As the discount of the note at the Elmirs National Bank was not a diversion, but, on the contrary, was a mere fulfillment of the avowed object for which the note was asked, and to consummate which it was delivered, it becomes irrelevant to consider the various circumstances which it is asserted tended to impute knowledge to the bank of the purpose for which the note was made and delivered. It the agreement authorized the discount of the note, it is impossible to conceive that knowledge of the agreement could have caused the discount to be a diversion, and that the mere knowledge that paper has been drawn for accommodation does not prevent one who has taken it for value from recovering thereon is too elementary to require citation of authority.
The contention that, although it be conceded the note was not diverted by its discount, nevertheless the bank could not recover thereon, because it took the note for an antecedent debt, hence without actual consideration, depends—First, upon a proposition of fact (that is, that there was testimony tending to so show); and, second, upon the legal assumption that, even if there was such testimony, it was adequate as a legal defense. The latter proposition it is wholly unnecessary to consider, because the first is unsupperted by the record. All the testimony on the subject of the discount of the note was introduced by the defendant in his effort to make out his defense. It was shown, without contradiction, that the note had been discounted by Robinson at the bank, and that the proceeds were placed to his credit in account.
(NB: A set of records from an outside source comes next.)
/*
 * Copyright (c) 2023.
 *
 * This software is free software;
 *
 * You can redistribute it or modify it under terms of the MIT, Apache License or Zlib license
 */

//! Structural failure cases: inputs that must be rejected before any pixel
//! is produced.

use zjpeg::{decode_buffer, DecodeErrors};

#[test]
fn rejects_empty_input() {
    let err = decode_buffer(&[]).unwrap_err();
    assert!(matches!(err, DecodeErrors::FormatStatic(_)));
}

#[test]
fn rejects_a_stream_missing_the_soi_marker() {
    let err = decode_buffer(&[0x00, 0x01, 0x02, 0x03]).unwrap_err();
    assert!(matches!(err, DecodeErrors::FormatStatic(_)));
}

#[test]
fn rejects_end_of_image_before_any_frame() {
    let err = decode_buffer(&[0xFF, 0xD8, 0xFF, 0xD9]).unwrap_err();
    assert!(matches!(err, DecodeErrors::FormatStatic(_)));
}

#[test]
fn rejects_extended_sequential_dct() {
    // SOI, then SOF1 (0xC1): unsupported, and rejected before its body is
    // even read.
    let err = decode_buffer(&[0xFF, 0xD8, 0xFF, 0xC1]).unwrap_err();
    assert!(matches!(err, DecodeErrors::Unsupported(_)));
}

#[test]
fn rejects_a_truncated_marker_segment() {
    // DQT claims a 67-byte segment (1 table) but the stream ends after the
    // info byte.
    let err = decode_buffer(&[0xFF, 0xD8, 0xFF, 0xDB, 0x00, 0x43, 0x00]).unwrap_err();
    assert!(matches!(err, DecodeErrors::FormatStatic(_)));
}

#[test]
fn rejects_a_restart_marker_outside_a_scan() {
    let err = decode_buffer(&[0xFF, 0xD8, 0xFF, 0xD0]).unwrap_err();
    assert!(matches!(err, DecodeErrors::FormatStatic(_)));
}

#[test]
fn rejects_sixteen_bit_quantization_precision() {
    // DQT info byte 0x10: precision nibble 1 (16-bit), not supported.
    let data = [0xFF, 0xD8, 0xFF, 0xDB, 0x00, 0x03, 0x10];
    let err = decode_buffer(&data).unwrap_err();
    assert!(matches!(err, DecodeErrors::Unsupported(_)));
}

#[test]
fn rejects_an_out_of_range_quantization_table_id() {
    // DQT info byte 0x04: table id 4, only 0..=3 exist.
    let data = [0xFF, 0xD8, 0xFF, 0xDB, 0x00, 0x03, 0x04];
    let err = decode_buffer(&data).unwrap_err();
    assert!(matches!(err, DecodeErrors::DqtError(_)));
}
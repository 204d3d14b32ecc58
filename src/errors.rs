/*
 * Copyright (c) 2023.
 *
 * This software is free software;
 *
 * You can redistribute it or modify it under terms of the MIT, Apache License or Zlib license
 */

//! Error types returned by this crate.
use std::fmt;
use std::fmt::{Debug, Formatter};

/// Errors that can occur during decoding.
///
/// Every failure the decoder can produce collapses into this single enum.
/// There is no partial-image recovery: any variant here means the decode
/// stopped and the caller gets nothing back.
#[non_exhaustive]
pub enum DecodeErrors {
    /// Image does not start with the SOI marker, is truncated, or otherwise
    /// violates the basic framing rules of the format.
    Format(String),
    /// Same as `Format`, but for messages that are known at compile time and
    /// hence don't need an allocation.
    FormatStatic(&'static str),
    /// A construct that is syntactically valid JPEG but that this decoder
    /// does not implement (extended sequential DCT, arithmetic coding, 12-bit
    /// precision, CMYK, and so on).
    Unsupported(String),
    /// A Huffman table is malformed or a decoded symbol does not correspond
    /// to a valid entry.
    HuffmanDecode(String),
    /// The DQT/DHT/SOF/SOS segments reference table ids or sampling factors
    /// that are outside of the legal range.
    DqtError(String),
    /// Error from an I/O operation performed while reading a file from disk.
    Io(String),
}

impl From<std::io::Error> for DecodeErrors {
    fn from(error: std::io::Error) -> Self {
        DecodeErrors::Io(error.to_string())
    }
}

impl Debug for DecodeErrors {
    fn fmt(&self, f: &mut Formatter<'_>) -> fmt::Result {
        match self {
            Self::Format(reason) => writeln!(f, "Invalid JPEG: {reason}"),
            Self::FormatStatic(reason) => writeln!(f, "Invalid JPEG: {reason}"),
            Self::Unsupported(reason) => writeln!(f, "Unsupported JPEG feature: {reason}"),
            Self::HuffmanDecode(reason) => writeln!(f, "Huffman decoding error: {reason}"),
            Self::DqtError(reason) => writeln!(f, "Invalid quantization/Huffman table: {reason}"),
            Self::Io(reason) => writeln!(f, "I/O error: {reason}"),
        }
    }
}

impl fmt::Display for DecodeErrors {
    fn fmt(&self, f: &mut Formatter<'_>) -> fmt::Result {
        Debug::fmt(self, f)
    }
}

impl std::error::Error for DecodeErrors {}
/*
 * Copyright (c) 2023.
 *
 * This software is free software;
 *
 * You can redistribute it or modify it under terms of the MIT, Apache License or Zlib license
 */

//! Byte and bit level access to the compressed stream.
//!
//! A single reader serves both jobs. Header parsing uses the plain byte
//! methods (`read_u8`, `read_u16_be`, `skip`), which never perform
//! byte-stuffing removal because marker bytes must stay visible while we're
//! walking segments. Entropy decoding uses the bit methods, which do remove
//! stuffing as they refill the accumulator.

use crate::errors::DecodeErrors;
use crate::huffman::HuffmanTable;

/// Reads a JPEG byte stream, exposing both raw byte access (for markers and
/// segments) and a destuffing bit accumulator (for entropy-coded data).
pub struct BitReader<'a> {
    data: &'a [u8],
    pos: usize,
    accumulator: u32,
    bits_left: u32,
    /// Set once the bit-level reader has run into a real marker (a `0xFF`
    /// byte followed by anything other than `0x00`). `pos` is left pointing
    /// at that `0xFF` so a caller can read the marker itself with the byte
    /// methods. Further `refill` calls shift in zero bytes instead of
    /// reading past it.
    hit_marker: bool,
}

impl<'a> BitReader<'a> {
    pub fn new(data: &'a [u8]) -> Self {
        BitReader { data, pos: 0, accumulator: 0, bits_left: 0, hit_marker: false }
    }

    pub fn position(&self) -> usize {
        self.pos
    }

    pub fn is_eof(&self) -> bool {
        self.pos >= self.data.len()
    }

    pub fn has_hit_marker(&self) -> bool {
        self.hit_marker
    }

    // ---- raw byte access, used for marker/segment parsing ----

    pub fn read_u8(&mut self) -> Result<u8, DecodeErrors> {
        let byte = *self
            .data
            .get(self.pos)
            .ok_or(DecodeErrors::FormatStatic("unexpected end of input"))?;
        self.pos += 1;
        Ok(byte)
    }

    pub fn read_u16_be(&mut self) -> Result<u16, DecodeErrors> {
        let hi = self.read_u8()?;
        let lo = self.read_u8()?;
        Ok(u16::from(hi) << 8 | u16::from(lo))
    }

    pub fn skip(&mut self, n: usize) -> Result<(), DecodeErrors> {
        if self.pos + n > self.data.len() {
            return Err(DecodeErrors::FormatStatic("unexpected end of input"));
        }
        self.pos += n;
        Ok(())
    }

    /// Skip a segment whose length (including the two length bytes
    /// themselves) is the next big-endian u16.
    pub fn skip_segment(&mut self) -> Result<(), DecodeErrors> {
        let length = self.read_u16_be()?;
        if length < 2 {
            return Err(DecodeErrors::FormatStatic("segment length shorter than its own header"));
        }
        self.skip(usize::from(length) - 2)
    }

    pub fn read_exact(&mut self, buf: &mut [u8]) -> Result<(), DecodeErrors> {
        if self.pos + buf.len() > self.data.len() {
            return Err(DecodeErrors::FormatStatic("unexpected end of input"));
        }
        buf.copy_from_slice(&self.data[self.pos..self.pos + buf.len()]);
        self.pos += buf.len();
        Ok(())
    }

    // ---- bit access, used for entropy-coded scan data ----

    /// Drop any partially consumed bits and clear the accumulator. Called at
    /// the start of every scan and after every restart marker.
    pub fn reset_bits(&mut self) {
        self.accumulator = 0;
        self.bits_left = 0;
        self.hit_marker = false;
    }

    /// Pull the next destuffed byte out of the entropy-coded data. Runs of
    /// `0xFF` fill bytes are tolerated; only the byte that terminates the
    /// run decides whether this is a stuffed `0xFF` or a real marker.
    fn next_entropy_byte(&mut self) -> u8 {
        if self.hit_marker || self.pos >= self.data.len() {
            self.hit_marker = true;
            return 0;
        }
        let byte = self.data[self.pos];
        if byte != 0xFF {
            self.pos += 1;
            return byte;
        }
        let mut lookahead = self.pos + 1;
        while lookahead < self.data.len() && self.data[lookahead] == 0xFF {
            lookahead += 1;
        }
        if lookahead >= self.data.len() {
            self.hit_marker = true;
            return 0;
        }
        if self.data[lookahead] == 0x00 {
            self.pos = lookahead + 1;
            0xFF
        } else {
            // Real marker. Leave `pos` at the leading 0xFF so the caller can
            // read it back with the byte-level methods.
            self.hit_marker = true;
            0
        }
    }

    /// Refill the accumulator until it holds more than 24 bits.
    pub fn refill(&mut self) {
        while self.bits_left <= 24 {
            let byte = self.next_entropy_byte();
            self.accumulator |= u32::from(byte) << (24 - self.bits_left);
            self.bits_left += 8;
        }
    }

    pub fn bits_available(&self) -> u32 {
        self.bits_left
    }

    pub fn peek_bits(&mut self, n: u32) -> u32 {
        if n == 0 {
            return 0;
        }
        if self.bits_left < n {
            self.refill();
        }
        self.accumulator >> (32 - n)
    }

    pub fn consume_bits(&mut self, n: u32) {
        if n == 0 {
            return;
        }
        self.accumulator = self.accumulator.wrapping_shl(n);
        self.bits_left = self.bits_left.saturating_sub(n);
    }

    pub fn get_bits(&mut self, n: u32) -> u32 {
        let value = self.peek_bits(n);
        self.consume_bits(n);
        value
    }

    /// JPEG's signed-integer-of-width-n decode: read `n` bits MSB first; if
    /// the top bit is 1 the bits are the unsigned magnitude directly, if 0
    /// the value is `bits - (2^n - 1)`. Width 0 always yields 0; widths
    /// above 16 never occur in a valid stream.
    pub fn receive_extend(&mut self, n: u8) -> Result<i32, DecodeErrors> {
        if n == 0 {
            return Ok(0);
        }
        if n > 16 {
            return Err(DecodeErrors::HuffmanDecode(format!(
                "category {n} exceeds the 16 bit limit for a coefficient"
            )));
        }
        let value = self.get_bits(u32::from(n)) as i32;
        if value < (1 << (n - 1)) {
            Ok(value - (1 << n) + 1)
        } else {
            Ok(value)
        }
    }

    /// Decode one Huffman symbol using the fast 9-bit table, falling back to
    /// the canonical length scan.
    pub fn decode_huffman(&mut self, table: &HuffmanTable) -> Result<u8, DecodeErrors> {
        self.refill();
        let top16 = self.peek_bits(16);
        let fast_index = (top16 >> 7) as usize;
        let fast_symbol = table.fast[fast_index];
        if fast_symbol != 255 {
            let size = u32::from(table.code_sizes[fast_symbol as usize]);
            if size <= self.bits_left {
                self.consume_bits(size);
                return Ok(table.vals[fast_symbol as usize]);
            }
        }
        let top16 = top16 as i32;
        for size in 10..=16u32 {
            if top16 < table.max_code[size as usize] {
                if size > self.bits_left {
                    return Err(DecodeErrors::HuffmanDecode(
                        "Huffman code is longer than the bits remaining in the stream".into(),
                    ));
                }
                let bits = top16 >> (16 - size);
                let symbol_index = (bits + table.delta[size as usize]) as usize;
                self.consume_bits(size);
                return Ok(table.vals[symbol_index]);
            }
        }
        Err(DecodeErrors::HuffmanDecode("no Huffman code matched a 16 bit prefix".into()))
    }
}
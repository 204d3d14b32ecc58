/*
 * Copyright (c) 2023.
 *
 * This software is free software;
 *
 * You can redistribute it or modify it under terms of the MIT, Apache License or Zlib license
 */

//! Chroma upsampling: repeated 2x doubling in X then Y until a component's
//! effective sampling matches the frame's `h_max`/`v_max`.
//!
//! Only power-of-two sampling ratios are supported, per the explicit license
//! in the design notes to reject rather than implement a general polyphase
//! filter for factor-of-three ratios.

use crate::components::Component;
use crate::errors::DecodeErrors;

/// Double a `width x height` plane horizontally into a `2*width x height`
/// one. Interior outputs are a `(3*near + far + 2) >> 2` weighted average;
/// the first and last column of each row are copied straight from the
/// nearest input sample.
fn double_x(input: &[u8], width: usize, height: usize) -> Vec<u8> {
    let mut output = vec![0u8; width * 2 * height];
    for row in 0..height {
        let src = &input[row * width..row * width + width];
        let dst = &mut output[row * width * 2..row * width * 2 + width * 2];

        dst[0] = src[0];
        if width == 1 {
            dst[1] = src[0];
            continue;
        }
        dst[1] = weighted(src[0], src[1]);
        for i in 1..width - 1 {
            dst[2 * i] = weighted(src[i], src[i - 1]);
            dst[2 * i + 1] = weighted(src[i], src[i + 1]);
        }
        dst[2 * (width - 1)] = weighted(src[width - 1], src[width - 2]);
        dst[2 * (width - 1) + 1] = src[width - 1];
    }
    output
}

/// Double a `width x height` plane vertically into a `width x 2*height` one,
/// symmetric to [`double_x`] but operating down columns.
fn double_y(input: &[u8], width: usize, height: usize) -> Vec<u8> {
    let mut output = vec![0u8; width * height * 2];
    for col in 0..width {
        let at = |row: usize| input[row * width + col];

        output[col] = at(0);
        if height == 1 {
            output[width + col] = at(0);
            continue;
        }
        output[width + col] = weighted(at(0), at(1));
        for row in 1..height - 1 {
            output[(2 * row) * width + col] = weighted(at(row), at(row - 1));
            output[(2 * row + 1) * width + col] = weighted(at(row), at(row + 1));
        }
        output[(2 * (height - 1)) * width + col] = weighted(at(height - 1), at(height - 2));
        output[(2 * (height - 1) + 1) * width + col] = at(height - 1);
    }
    output
}

#[inline]
fn weighted(near: u8, far: u8) -> u8 {
    ((3 * u32::from(near) + u32::from(far) + 2) >> 2) as u8
}

/// Produce a component's samples upsampled to the frame's `h_max x v_max`
/// sampling, as a plane `mcu_width*h_max*8 x mcu_height*v_max*8` pixels.
/// Components already at full sampling are returned unchanged (cloned).
pub(crate) fn upsample_component(
    component: &Component, h_max: usize, v_max: usize,
) -> Result<Vec<u8>, DecodeErrors> {
    let mut plane = component.samples.clone();
    let mut width = component.width_stride;
    let mut height = component.height_stride;

    let mut h_ratio = h_max / component.horizontal_sample;
    let mut v_ratio = v_max / component.vertical_sample;

    while h_ratio > 1 {
        if h_ratio % 2 != 0 {
            return Err(DecodeErrors::Unsupported(
                "non power-of-two horizontal chroma sampling ratio is not supported".into(),
            ));
        }
        plane = double_x(&plane, width, height);
        width *= 2;
        h_ratio /= 2;
    }
    while v_ratio > 1 {
        if v_ratio % 2 != 0 {
            return Err(DecodeErrors::Unsupported(
                "non power-of-two vertical chroma sampling ratio is not supported".into(),
            ));
        }
        plane = double_y(&plane, width, height);
        height *= 2;
        v_ratio /= 2;
    }

    Ok(plane)
}

#[cfg(test)]
mod tests {
    use super::*;

    #[test]
    fn double_x_copies_edges_and_averages_interior() {
        let input = [0u8, 255, 0];
        let out = double_x(&input, 3, 1);
        assert_eq!(out[0], 0);
        assert_eq!(out[5], 0);
        assert_eq!(out.len(), 6);
    }

    #[test]
    fn double_y_copies_edges_and_averages_interior() {
        let input = [0u8, 255, 0];
        let out = double_y(&input, 1, 3);
        assert_eq!(out[0], 0);
        assert_eq!(out[5], 0);
        assert_eq!(out.len(), 6);
    }

    #[test]
    fn single_pixel_plane_doubles_without_panicking() {
        let out = double_x(&[42], 1, 1);
        assert_eq!(out, [42, 42]);
    }
}
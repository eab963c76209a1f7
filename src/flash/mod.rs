// SPDX-License-Identifier: MPL-2.0
//! Flash-message queue engine.
//!
//! Flash messages are transient success/error banners surfaced to the user
//! after server responses. At most one message is displayed at a time; the
//! rest wait in a priority-ordered backlog and rotate in on a display
//! timeout.
//!
//! # Components
//!
//! - [`message`] - Core `Message` struct with status and priority
//! - [`queue`] - `Queue`, the synchronous displayed-slot + backlog state machine
//! - [`service`] - `FlashService`, timer-driven rotation on a tokio runtime
//!
//! # Usage
//!
//! ```
//! use flashbar::flash::{Message, Priority, Queue};
//!
//! let mut queue = Queue::new();
//! queue.push(Message::error("Lost connection to the server."));
//! queue.push(Message::success("Waterfall saved.").with_priority(Priority::High));
//!
//! assert_eq!(queue.text(), Some("Lost connection to the server."));
//! queue.advance();
//! assert_eq!(queue.text(), Some("Waterfall saved."));
//! ```

mod message;
mod queue;
mod service;

pub use message::{Message, Priority, Status};
pub use queue::{PushOutcome, Queue};
pub use service::FlashService;
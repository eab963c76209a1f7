// SPDX-License-Identifier: MPL-2.0
//! This module handles the crate's configuration, including loading and saving
//! user preferences to a `settings.toml` file.
//!
//! # Examples
//!
//! ```no_run
//! use flashbar::config::{self, Config};
//!
//! // Load existing configuration
//! let mut config = config::load().unwrap_or_default();
//!
//! // Modify a setting
//! config.display_timeout_ms = Some(3000);
//!
//! // Save the modified configuration
//! config::save(&config).expect("Failed to save config");
//! ```

use crate::error::Result;
use serde::{Deserialize, Serialize};
use std::fs;
use std::path::{Path, PathBuf};
use std::time::Duration;

pub mod defaults;

pub use defaults::{DEFAULT_DISPLAY_TIMEOUT_MS, MAX_DISPLAY_TIMEOUT_MS, MIN_DISPLAY_TIMEOUT_MS};

const CONFIG_FILE: &str = "settings.toml";
const APP_NAME: &str = "Flashbar";

#[derive(Debug, Serialize, Deserialize)]
pub struct Config {
    /// How long a message stays displayed before rotating, in milliseconds.
    #[serde(default)]
    pub display_timeout_ms: Option<u64>,
}

impl Default for Config {
    fn default() -> Self {
        Self {
            display_timeout_ms: Some(DEFAULT_DISPLAY_TIMEOUT_MS),
        }
    }
}

impl Config {
    /// Returns the effective display timeout, clamped to the allowed bounds.
    #[must_use]
    pub fn display_timeout(&self) -> Duration {
        let ms = self
            .display_timeout_ms
            .unwrap_or(DEFAULT_DISPLAY_TIMEOUT_MS)
            .clamp(MIN_DISPLAY_TIMEOUT_MS, MAX_DISPLAY_TIMEOUT_MS);
        Duration::from_millis(ms)
    }
}

fn get_default_config_path() -> Option<PathBuf> {
    dirs::config_dir().map(|mut path| {
        path.push(APP_NAME);
        path.push(CONFIG_FILE);
        path
    })
}

pub fn load() -> Result<Config> {
    if let Some(path) = get_default_config_path() {
        if path.exists() {
            return load_from_path(&path);
        }
    }
    Ok(Config::default())
}

pub fn save(config: &Config) -> Result<()> {
    if let Some(path) = get_default_config_path() {
        return save_to_path(config, &path);
    }
    Ok(())
}

pub fn load_from_path(path: &Path) -> Result<Config> {
    let content = fs::read_to_string(path)?;
    Ok(toml::from_str(&content).unwrap_or_default())
}

pub fn save_to_path(config: &Config, path: &Path) -> Result<()> {
    if let Some(parent) = path.parent() {
        fs::create_dir_all(parent)?;
    }
    let content = toml::to_string_pretty(config)?;
    fs::write(path, content)?;
    Ok(())
}

#[cfg(test)]
mod tests {
    use super::*;
    use tempfile::tempdir;

    #[test]
    fn save_and_load_round_trip_preserves_timeout() {
        let config = Config {
            display_timeout_ms: Some(2500),
        };
        let temp_dir = tempdir().expect("failed to create temp dir");
        let config_path = temp_dir.path().join("nested").join("settings.toml");

        save_to_path(&config, &config_path).expect("failed to save config");
        let loaded = load_from_path(&config_path).expect("failed to load config");

        assert_eq!(loaded.display_timeout_ms, config.display_timeout_ms);
    }

    #[test]
    fn load_from_path_returns_default_on_invalid_toml() {
        let temp_dir = tempdir().expect("failed to create temp dir");
        let config_path = temp_dir.path().join("settings.toml");
        fs::write(&config_path, "not = valid = toml").expect("failed to write invalid toml");

        let loaded = load_from_path(&config_path).expect("load should not error");
        assert_eq!(loaded.display_timeout_ms, Some(DEFAULT_DISPLAY_TIMEOUT_MS));
    }

    #[test]
    fn save_to_path_creates_parent_directories() {
        let temp_dir = tempdir().expect("failed to create temp dir");
        let config_path = temp_dir.path().join("deep").join("path").join("settings.toml");
        let config = Config::default();

        save_to_path(&config, &config_path).expect("save should create directories");
        assert!(config_path.exists());
    }

    #[test]
    fn display_timeout_clamps_out_of_range_values() {
        let too_small = Config {
            display_timeout_ms: Some(1),
        };
        let too_large = Config {
            display_timeout_ms: Some(600_000),
        };

        assert_eq!(
            too_small.display_timeout(),
            Duration::from_millis(MIN_DISPLAY_TIMEOUT_MS)
        );
        assert_eq!(
            too_large.display_timeout(),
            Duration::from_millis(MAX_DISPLAY_TIMEOUT_MS)
        );
    }

    #[test]
    fn missing_timeout_falls_back_to_default() {
        let config = Config {
            display_timeout_ms: None,
        };
        assert_eq!(
            config.display_timeout(),
            Duration::from_millis(DEFAULT_DISPLAY_TIMEOUT_MS)
        );
    }
}
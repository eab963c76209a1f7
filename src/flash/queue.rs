// SPDX-License-Identifier: MPL-2.0
//! Flash-message queue state machine.
//!
//! The `Queue` holds at most one displayed message plus a priority-ordered
//! backlog. It is purely synchronous; timed rotation lives in
//! [`super::service`].

use super::message::Message;
use std::collections::VecDeque;

/// What happened to a pushed message.
#[derive(Debug, Clone, Copy, PartialEq, Eq)]
pub enum PushOutcome {
    /// The slot was empty; the message is now displayed.
    Displayed,
    /// Another message is displayed; this one joined the backlog.
    Enqueued,
    /// The text matched the displayed message; the push was a no-op.
    DroppedDuplicate,
}

/// Manages the displayed message and the pending backlog.
///
/// Invariants:
/// - At most one message is displayed.
/// - A push whose text equals the displayed text is dropped. The backlog is
///   not consulted, so duplicate texts can coexist in `pending`.
/// - `pending` is always ordered high-priority first, FIFO within a band.
#[derive(Debug, Default)]
pub struct Queue {
    /// The message currently visible to the user, if any.
    displayed: Option<Message>,
    /// Messages waiting for the displayed slot, priority-ordered.
    pending: VecDeque<Message>,
}

impl Queue {
    /// Creates a new empty queue.
    #[must_use]
    pub fn new() -> Self {
        Self::default()
    }

    /// Pushes a new message.
    ///
    /// If nothing is displayed, the message takes the displayed slot
    /// immediately. A message whose text equals the displayed text is dropped
    /// silently. Everything else joins the backlog, which is re-sorted so
    /// high-priority entries sit ahead of low-priority ones while arrival
    /// order is preserved within each band.
    pub fn push(&mut self, message: Message) -> PushOutcome {
        match &self.displayed {
            None => {
                log::debug!("displaying \"{}\"", message.text());
                self.displayed = Some(message);
                PushOutcome::Displayed
            }
            Some(current) if current.text() == message.text() => {
                log::debug!("dropping duplicate of displayed \"{}\"", message.text());
                PushOutcome::DroppedDuplicate
            }
            Some(_) => {
                log::debug!("enqueueing \"{}\"", message.text());
                self.pending.push_back(message);
                // Stable sort keeps FIFO order within each priority band.
                self.pending
                    .make_contiguous()
                    .sort_by_key(|m| m.priority().rank());
                PushOutcome::Enqueued
            }
        }
    }

    /// Discards the displayed message and promotes the backlog head.
    ///
    /// Called when the display timeout fires or when rotation is forced
    /// manually. Returns the newly displayed message, or `None` if the
    /// backlog was empty and the queue is now idle.
    pub fn advance(&mut self) -> Option<&Message> {
        self.displayed = self.pending.pop_front();
        if let Some(message) = &self.displayed {
            log::debug!("rotated to \"{}\"", message.text());
        }
        self.displayed.as_ref()
    }

    /// Returns the text of the displayed message, if any.
    #[must_use]
    pub fn text(&self) -> Option<&str> {
        self.displayed.as_ref().map(Message::text)
    }

    /// Returns the displayed message, if any.
    #[must_use]
    pub fn displayed(&self) -> Option<&Message> {
        self.displayed.as_ref()
    }

    /// Returns the pending messages in display order.
    pub fn pending(&self) -> impl Iterator<Item = &Message> {
        self.pending.iter()
    }

    /// Returns the number of pending messages.
    #[must_use]
    pub fn pending_count(&self) -> usize {
        self.pending.len()
    }

    /// Returns whether nothing is displayed and the backlog is empty.
    #[must_use]
    pub fn is_empty(&self) -> bool {
        self.displayed.is_none() && self.pending.is_empty()
    }

    /// Clears the displayed message and the backlog.
    pub fn clear(&mut self) {
        self.displayed = None;
        self.pending.clear();
    }
}
// SPDX-License-Identifier: MPL-2.0
use std::fmt;

/// Errors surfaced by this crate.
///
/// The queue engine itself is infallible; only configuration I/O can fail.
#[derive(Debug, Clone)]
pub enum Error {
    Io(String),
    Config(String),
}

impl fmt::Display for Error {
    fn fmt(&self, f: &mut fmt::Formatter<'_>) -> fmt::Result {
        match self {
            Error::Io(e) => write!(f, "I/O Error: {}", e),
            Error::Config(e) => write!(f, "Config Error: {}", e),
        }
    }
}

impl std::error::Error for Error {}

impl From<std::io::Error> for Error {
    fn from(err: std::io::Error) -> Self {
        Error::Io(err.to_string())
    }
}

impl From<toml::de::Error> for Error {
    fn from(err: toml::de::Error) -> Self {
        Error::Config(err.to_string())
    }
}

impl From<toml::ser::Error> for Error {
    fn from(err: toml::ser::Error) -> Self {
        Error::Config(err.to_string())
    }
}

pub type Result<T> = std::result::Result<T, Error>;

#[cfg(test)]
mod tests {
    use super::*;

    #[test]
    fn display_formats_io_error() {
        let err = Error::Io("disk failure".to_string());
        assert_eq!(format!("{}", err), "I/O Error: disk failure");
    }

    #[test]
    fn from_io_error_produces_io_variant() {
        let io_error = std::io::Error::other("boom");
        let err: Error = io_error.into();
        match err {
            Error::Io(message) => assert!(message.contains("boom")),
            _ => panic!("expected Io variant"),
        }
    }

    #[test]
    fn from_toml_error_produces_config_variant() {
        let toml_error = toml::from_str::<toml::Value>("not = valid = toml").unwrap_err();
        let err: Error = toml_error.into();
        match err {
            Error::Config(message) => assert!(!message.is_empty()),
            _ => panic!("expected Config variant"),
        }
    }
}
It was also shown that for some time prior to the day of the discount his account with the bank, to the credit of which the proceeds of the discount were placed, was overdrawn. The exact state of the account on the day the discount was made was stated by the cashier and a bookkeeper of the bank, and was moreover referred to by Robinson. On the morning of the discount the debit to the account of Robinson, by way of overdraft, is fixed by the cashier at $35,400, and by the bookkeeper at $35,000. Robinson made the following statement: 'The amount of other notes wiped out the overdraft and made a balance.' The bookkeeper's statement is as follows:
'There was an overdraft of $35,000 against Mr. Robinson upon the books of the bank on the morning of May the 4th. There were items coming through the exchanges that amounted to about $73,000, and there was a deposit made of $33,000 to make the overdraft good. These were to take up the items that came through the exchanges. I think that was the way of it. His account would have been overdrawn that night for about $50,000, if it had not been for the entry on the books of the proceeds of these notes.'
No other testimony tending to contradict these statements made by the defendant's own witnesses is contained in the record. They manifestly show that although at the date of the discount there was a debit to the account, resulting from an overdraft, nearly the sum of the overdraft was covered by items of credit, irrespective of the note in controversy, and that subsequent to the credit arising from the note more than the entire sum of the discount was paid out for the account of Robinson, to whose credit the proceeds had been placed. With these uncontradicted facts in mind, proven by the testimony offered by the defendant, and with no testimony tending the other way, it is obviously unnecessary to go further, and point out the unsoundness of the legal contention relied upon.